TRY IT ▸
Please output exactly the part of the records below that opens with the line containing "# Employee Reports" and closes with the line containing "let customers = ctx.accounts.list_customers().await?;", both lines included, and nothing else.

Stored data entries:
• • •
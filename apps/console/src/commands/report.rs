//! # Employee Reports

use crate::console::Console;
use crate::error::ShopResult;
use crate::state::AppContext;

pub async fn view_all_customers(ctx: &AppContext, console: &mut dyn Console) -> ShopResult<()> {
    console.heading("All customers");

    let customers = ctx.accounts.list_customers().await?;
    if customers.is_empty() {
        console.say("No customers in database");
        return Ok(());
    }

    console.say(&format!("Total customers: {}", customers.len()));
    for c in &customers {
        console.say(&format!(
            "- {} | Phone: {} | Loyalty Points: {}",
            c.name, c.contact_number, c.loyalty_points
        ));
    }

    Ok(())
}

pub async fn view_revenue(ctx: &AppContext, console: &mut dyn Console) -> ShopResult<()> {
    console.heading("Shop revenue");

    let summary = ctx.shop.revenue().await?;
    console.say(&format!("Sales Revenue: {}", ctx.money(summary.sales_revenue)));
    console.say(&format!("Rental Revenue: {}", ctx.money(summary.rental_revenue)));
    console.say(&format!("Total Revenue: {}", ctx.money(summary.total_revenue())));
    console.say(&format!("Total Sales: {}", summary.sales_count));
    console.say(&format!("Total Rentals: {}", summary.rentals_count));
    console.say(&format!("Total Transactions: {}", summary.transactions_count()));

    Ok(())
}
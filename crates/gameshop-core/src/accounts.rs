//! # Accounts
//!
//! Customer registration and login, employee login, and the customer
//! lookups employees use at the counter.
//!
//! ## Login Flow
//! ```text
//! Contact / email typed
//!      │
//!      ▼
//! lookup ──► not found ──► (customer front end) register
//!      │
//!      ▼
//! verify_password ──► mismatch ──► AuthenticationFailed (caller counts attempts)
//!      │
//!      ▼
//! Customer / Employee
//! ```

use std::sync::Arc;

use chrono::Utc;
use tracing::{debug, info};

use crate::credentials::{hash_password, verify_password};
use crate::error::{CoreError, CoreResult};
use crate::store::{CustomerStore, EmployeeStore, Stores};
use crate::types::{new_id, Customer, Employee};
use crate::validation::{validate_contact_number, validate_email, validate_name, validate_password};

/// Login attempts allowed before the front end gives up on an account.
pub const MAX_LOGIN_ATTEMPTS: u32 = 3;

#[derive(Clone)]
pub struct AccountService {
    customers: Arc<dyn CustomerStore>,
    employees: Arc<dyn EmployeeStore>,
}

impl AccountService {
    pub fn new(stores: &Stores) -> Self {
        AccountService {
            customers: stores.customers.clone(),
            employees: stores.employees.clone(),
        }
    }

    // =========================================================================
    // Customers
    // =========================================================================

    /// Registers a customer with zero loyalty points.
    ///
    /// ## Errors
    /// - `Validation` for a blank name/password or malformed contact number
    /// - `DuplicateContact` when the contact number is taken
    pub async fn register_customer(
        &self,
        name: &str,
        contact_number: &str,
        password: &str,
    ) -> CoreResult<Customer> {
        validate_name(name)?;
        validate_contact_number(contact_number)?;
        validate_password(password)?;

        let contact_number = contact_number.trim();
        if self.customers.find_by_contact(contact_number).await?.is_some() {
            return Err(CoreError::DuplicateContact(contact_number.to_string()));
        }

        let customer = Customer {
            id: new_id(),
            name: name.trim().to_string(),
            contact_number: contact_number.to_string(),
            password_hash: hash_password(password)?,
            loyalty_points: 0,
            created_at: Utc::now(),
        };

        self.customers.insert(&customer).await?;

        info!(customer_id = %customer.id, "Registered customer");
        Ok(customer)
    }

    pub async fn find_customer(&self, contact_number: &str) -> CoreResult<Option<Customer>> {
        self.customers.find_by_contact(contact_number.trim()).await
    }

    /// Re-reads a customer, e.g. to refresh the loyalty balance.
    pub async fn reload_customer(&self, customer: &Customer) -> CoreResult<Customer> {
        self.customers
            .get_by_id(&customer.id)
            .await?
            .ok_or_else(|| CoreError::not_found("Customer", &customer.id))
    }

    pub async fn list_customers(&self) -> CoreResult<Vec<Customer>> {
        self.customers.list_all().await
    }

    /// Single login attempt for a customer.
    pub async fn authenticate_customer(
        &self,
        contact_number: &str,
        password: &str,
    ) -> CoreResult<Customer> {
        let customer = self
            .customers
            .find_by_contact(contact_number.trim())
            .await?
            .ok_or(CoreError::AuthenticationFailed)?;

        if !verify_password(password, &customer.password_hash) {
            debug!(customer_id = %customer.id, "Customer password mismatch");
            return Err(CoreError::AuthenticationFailed);
        }

        info!(customer_id = %customer.id, "Customer logged in");
        Ok(customer)
    }

    // =========================================================================
    // Employees
    // =========================================================================

    pub async fn register_employee(
        &self,
        name: &str,
        email: &str,
        password: &str,
    ) -> CoreResult<Employee> {
        validate_name(name)?;
        validate_email(email)?;
        validate_password(password)?;

        let employee = Employee {
            id: new_id(),
            name: name.trim().to_string(),
            email: email.trim().to_lowercase(),
            password_hash: hash_password(password)?,
        };

        self.employees.insert(&employee).await?;

        info!(employee_id = %employee.id, "Registered employee");
        Ok(employee)
    }

    /// Single login attempt for an employee. Emails compare case-insensitively.
    pub async fn authenticate_employee(&self, email: &str, password: &str) -> CoreResult<Employee> {
        let employee = self
            .employees
            .find_by_email(&email.trim().to_lowercase())
            .await?
            .ok_or(CoreError::AuthenticationFailed)?;

        if !verify_password(password, &employee.password_hash) {
            debug!(employee_id = %employee.id, "Employee password mismatch");
            return Err(CoreError::AuthenticationFailed);
        }

        info!(employee_id = %employee.id, "Employee logged in");
        Ok(employee)
    }
}

// =============================================================================
// Unit Tests
// =============================================================================

#[cfg(test)]
mod tests {
    use super::*;
    use crate::store::memory::MemoryStore;

    fn service() -> AccountService {
        AccountService::new(&MemoryStore::new().stores())
    }

    #[tokio::test]
    async fn test_register_and_login_customer() {
        let accounts = service();

        let customer = accounts
            .register_customer(" Ana ", "600111222", "secret")
            .await
            .unwrap();
        assert_eq!(customer.name, "Ana");
        assert_eq!(customer.loyalty_points, 0);
        assert_ne!(customer.password_hash, "secret");

        let logged_in = accounts
            .authenticate_customer("600111222", "secret")
            .await
            .unwrap();
        assert_eq!(logged_in.id, customer.id);
    }

    #[tokio::test]
    async fn test_duplicate_contact_rejected() {
        let accounts = service();
        accounts
            .register_customer("Ana", "600111222", "secret")
            .await
            .unwrap();

        let err = accounts
            .register_customer("Bea", "600111222", "other")
            .await
            .unwrap_err();
        assert!(matches!(err, CoreError::DuplicateContact(ref c) if c == "600111222"));
    }

    #[tokio::test]
    async fn test_registration_validates_fields() {
        let accounts = service();
        let err = accounts
            .register_customer("", "600111222", "secret")
            .await
            .unwrap_err();
        assert!(matches!(err, CoreError::Validation(_)));

        let err = accounts
            .register_customer("Ana", "600111222", "  ")
            .await
            .unwrap_err();
        assert!(matches!(err, CoreError::Validation(_)));
    }

    #[tokio::test]
    async fn test_wrong_password_and_unknown_contact() {
        let accounts = service();
        accounts
            .register_customer("Ana", "600111222", "secret")
            .await
            .unwrap();

        assert!(matches!(
            accounts.authenticate_customer("600111222", "nope").await,
            Err(CoreError::AuthenticationFailed)
        ));
        assert!(matches!(
            accounts.authenticate_customer("699999999", "secret").await,
            Err(CoreError::AuthenticationFailed)
        ));
    }

    #[tokio::test]
    async fn test_employee_login_ignores_email_case() {
        let accounts = service();
        accounts
            .register_employee("Admin", "Admin@Shop.local", "letmein")
            .await
            .unwrap();

        let employee = accounts
            .authenticate_employee("ADMIN@shop.local", "letmein")
            .await
            .unwrap();
        assert_eq!(employee.email, "admin@shop.local");

        assert!(matches!(
            accounts.authenticate_employee("admin@shop.local", "wrong").await,
            Err(CoreError::AuthenticationFailed)
        ));
    }

    #[tokio::test]
    async fn test_list_customers_sorted_by_name() {
        let accounts = service();
        accounts.register_customer("Zoe", "600000001", "pw").await.unwrap();
        accounts.register_customer("Ana", "600000002", "pw").await.unwrap();

        let names: Vec<_> = accounts
            .list_customers()
            .await
            .unwrap()
            .into_iter()
            .map(|c| c.name)
            .collect();
        assert_eq!(names, vec!["Ana", "Zoe"]);
    }
}
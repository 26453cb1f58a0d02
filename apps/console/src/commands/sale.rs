//! # Buy a Game

use tracing::debug;

use gameshop_core::Customer;

use super::{choose_from, choose_platform, confirm, list_games, offer_points};
use crate::console::Console;
use crate::error::ShopResult;
use crate::state::AppContext;

pub async fn buy_game(
    ctx: &AppContext,
    console: &mut dyn Console,
    customer: &mut Customer,
) -> ShopResult<()> {
    console.heading("Buy a game");

    let platform = choose_platform(console)?;
    let games = ctx.shop.list_for_sale(platform).await?;
    if games.is_empty() {
        console.error("No games available for sale on this platform");
        return Ok(());
    }

    list_games(ctx, console, &games, "");
    let game = choose_from(console, "Select game (number)", &games)?;

    let quote = ctx.shop.quote_sale(customer, game);
    let use_points = offer_points(ctx, console, customer.loyalty_points, &quote.price)?;

    console.say(&format!("Total: {}", ctx.money(quote.price.final_price(use_points))));
    if !confirm(console, "Confirm purchase? (yes/no)")? {
        debug!(game_id = %game.id, "Purchase cancelled");
        console.say("Purchase cancelled");
        return Ok(());
    }

    let receipt = ctx
        .shop
        .commit_sale(customer, &quote, use_points, ctx.today())
        .await?;

    console.success(&format!(
        "Purchase successful! {} for {}",
        receipt.game_title,
        ctx.money(receipt.sale.price())
    ));
    if receipt.points_used > 0 {
        console.say(&format!("Redeemed {} loyalty points", receipt.points_used));
    }
    console.say(&format!(
        "Earned {} loyalty points! Balance: {}",
        receipt.points_earned, receipt.balance
    ));

    Ok(())
}
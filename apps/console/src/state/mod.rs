//! # Application State
//!
//! Everything a command needs, built once at startup:
//!
//! - [`ShopConfig`]: read-only settings (currency, shop name, database path)
//! - [`AppContext`]: the shop and account services plus config and clock

pub mod config;
pub mod context;

pub use config::{ConfigError, ShopConfig};
pub use context::{AppContext, Clock};
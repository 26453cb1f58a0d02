//! # Returns and Rental History

use gameshop_core::{Customer, ReturnOutcome};

use super::choose_from;
use crate::console::Console;
use crate::error::ShopResult;
use crate::state::AppContext;

/// Only the customer's own active rentals are offered.
pub async fn return_game(
    ctx: &AppContext,
    console: &mut dyn Console,
    customer: &mut Customer,
) -> ShopResult<()> {
    console.heading("Return a game");

    let active = ctx.shop.active_rentals(customer).await?;
    if active.is_empty() {
        console.error("No active rentals");
        return Ok(());
    }

    console.say("Active rentals:");
    for (i, details) in active.iter().enumerate() {
        console.say(&format!(
            "{}) {} - Rented on: {} - Due: {}",
            i + 1,
            details.game_title,
            details.rental.rental_date,
            details.rental.return_date
        ));
    }

    let chosen = choose_from(console, "Select rental to return (number)", &active)?;
    let receipt = ctx
        .shop
        .commit_return(customer, &chosen.rental.id, ctx.today())
        .await?;

    match receipt.outcome {
        ReturnOutcome::OnTime { bonus } => {
            console.success(&format!("{} returned successfully!", receipt.game_title));
            console.say(&format!(
                "Bonus: +{} loyalty points for returning on time! Balance: {}",
                bonus, receipt.balance
            ));
        }
        ReturnOutcome::Late => {
            console.success(&format!("{} returned (late)", receipt.game_title));
        }
    }

    Ok(())
}

/// Every rental of the customer, newest first.
pub async fn view_rentals(
    ctx: &AppContext,
    console: &mut dyn Console,
    customer: &Customer,
) -> ShopResult<()> {
    console.heading("Customer rentals");

    let history = ctx.shop.rental_history(customer).await?;
    if history.is_empty() {
        console.say("No rental history");
        return Ok(());
    }

    for details in &history {
        let status = if details.rental.is_returned {
            "Returned"
        } else {
            "Active"
        };
        console.say(&format!(
            "- {} | Rented: {} | Due: {} | Paid: {} | Status: {}",
            details.game_title,
            details.rental.rental_date,
            details.rental.return_date,
            ctx.money(details.rental.price()),
            status
        ));
    }

    Ok(())
}
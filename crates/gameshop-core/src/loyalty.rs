//! # Loyalty Ledger
//!
//! Point redemption and accrual rules.
//!
//! ## Rules
//! ```text
//! ┌─────────────────────────────────────────────────────────────────────────┐
//! │  Redeem:  only whole blocks of 100 points                              │
//! │           100 points = 10.00 off                                       │
//! │           250 points → use 200 → 20.00 off (50 left)                   │
//! │                                                                         │
//! │  Earn:    10 points per 1.00 paid (floor)                              │
//! │           49.99 paid → 499 points                                      │
//! │                                                                         │
//! │  Bonus:   +50 points for returning a rental on or before its due date │
//! └─────────────────────────────────────────────────────────────────────────┘
//! ```

use serde::{Deserialize, Serialize};

use crate::error::{CoreError, CoreResult};
use crate::money::Money;

/// Points are redeemable in blocks of this size.
pub const REDEMPTION_BLOCK: i64 = 100;

/// Discount granted per redeemed point, in cents (100 points = 10.00).
pub const CENTS_PER_POINT: i64 = 10;

/// Cents paid per point earned (1.00 = 10 points).
pub const CENTS_PER_EARNED_POINT: i64 = 10;

/// Points credited for an on-time return.
pub const ON_TIME_RETURN_BONUS: i64 = 50;

// =============================================================================
// Loyalty Offer
// =============================================================================

/// What a customer could redeem right now.
#[derive(Debug, Clone, Copy, Default, PartialEq, Eq, Serialize, Deserialize)]
pub struct LoyaltyOffer {
    pub usable_points: i64,
    pub discount: Money,
}

impl LoyaltyOffer {
    /// Nothing to offer (fewer than 100 points).
    pub fn is_empty(&self) -> bool {
        self.usable_points == 0
    }
}

/// Largest redeemable multiple of 100 and the discount it buys.
pub fn available_discount(balance: i64) -> LoyaltyOffer {
    let usable_points = (balance.max(0) / REDEMPTION_BLOCK) * REDEMPTION_BLOCK;
    LoyaltyOffer {
        usable_points,
        discount: Money::from_cents(usable_points * CENTS_PER_POINT),
    }
}

/// Price after redeeming `usable_points`, floored at zero.
pub fn apply_discount(price: Money, usable_points: i64) -> Money {
    price.saturating_sub(Money::from_cents(usable_points.max(0) * CENTS_PER_POINT))
}

/// Points earned for paying `final_price`.
pub fn points_earned(final_price: Money) -> i64 {
    final_price.cents().max(0) / CENTS_PER_EARNED_POINT
}

pub fn credit(balance: i64, points: i64) -> i64 {
    balance + points.max(0)
}

/// Fails with `InsufficientPoints` rather than going negative.
pub fn debit(balance: i64, points: i64) -> CoreResult<i64> {
    if points > balance {
        return Err(CoreError::InsufficientPoints {
            balance,
            requested: points,
        });
    }
    Ok(balance - points.max(0))
}

// =============================================================================
// Unit Tests
// =============================================================================

#[cfg(test)]
mod tests {
    use super::*;

    #[test]
    fn test_available_discount_blocks() {
        assert_eq!(
            available_discount(250),
            LoyaltyOffer { usable_points: 200, discount: Money::from_cents(2000) }
        );
        assert_eq!(
            available_discount(100),
            LoyaltyOffer { usable_points: 100, discount: Money::from_cents(1000) }
        );
        assert!(available_discount(99).is_empty());
        assert_eq!(available_discount(99).discount, Money::zero());
    }

    #[test]
    fn test_apply_discount_never_negative() {
        assert_eq!(apply_discount(Money::from_cents(2000), 100).cents(), 1000);
        assert_eq!(apply_discount(Money::from_cents(500), 200).cents(), 0);
        assert_eq!(apply_discount(Money::from_cents(500), 0).cents(), 500);
    }

    #[test]
    fn test_points_earned_floors() {
        assert_eq!(points_earned(Money::from_cents(4999)), 499);
        assert_eq!(points_earned(Money::from_cents(5950)), 595);
        assert_eq!(points_earned(Money::from_cents(9)), 0);
        assert_eq!(points_earned(Money::zero()), 0);
    }

    #[test]
    fn test_credit_and_debit() {
        assert_eq!(credit(10, ON_TIME_RETURN_BONUS), 60);
        assert_eq!(debit(150, 100).unwrap(), 50);
        assert_eq!(debit(100, 100).unwrap(), 0);

        let err = debit(40, 100).unwrap_err();
        assert!(matches!(
            err,
            CoreError::InsufficientPoints { balance: 40, requested: 100 }
        ));
    }
}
• • •
EXERCISE RESULT ▸
//! # Employee Reports

use crate::console::Console;
use crate::error::ShopResult;
use crate::state::AppContext;

pub async fn view_all_customers(ctx: &AppContext, console: &mut dyn Console) -> ShopResult<()> {
    console.heading("All customers");

    let customers = ctx.accounts.list_customers().await?;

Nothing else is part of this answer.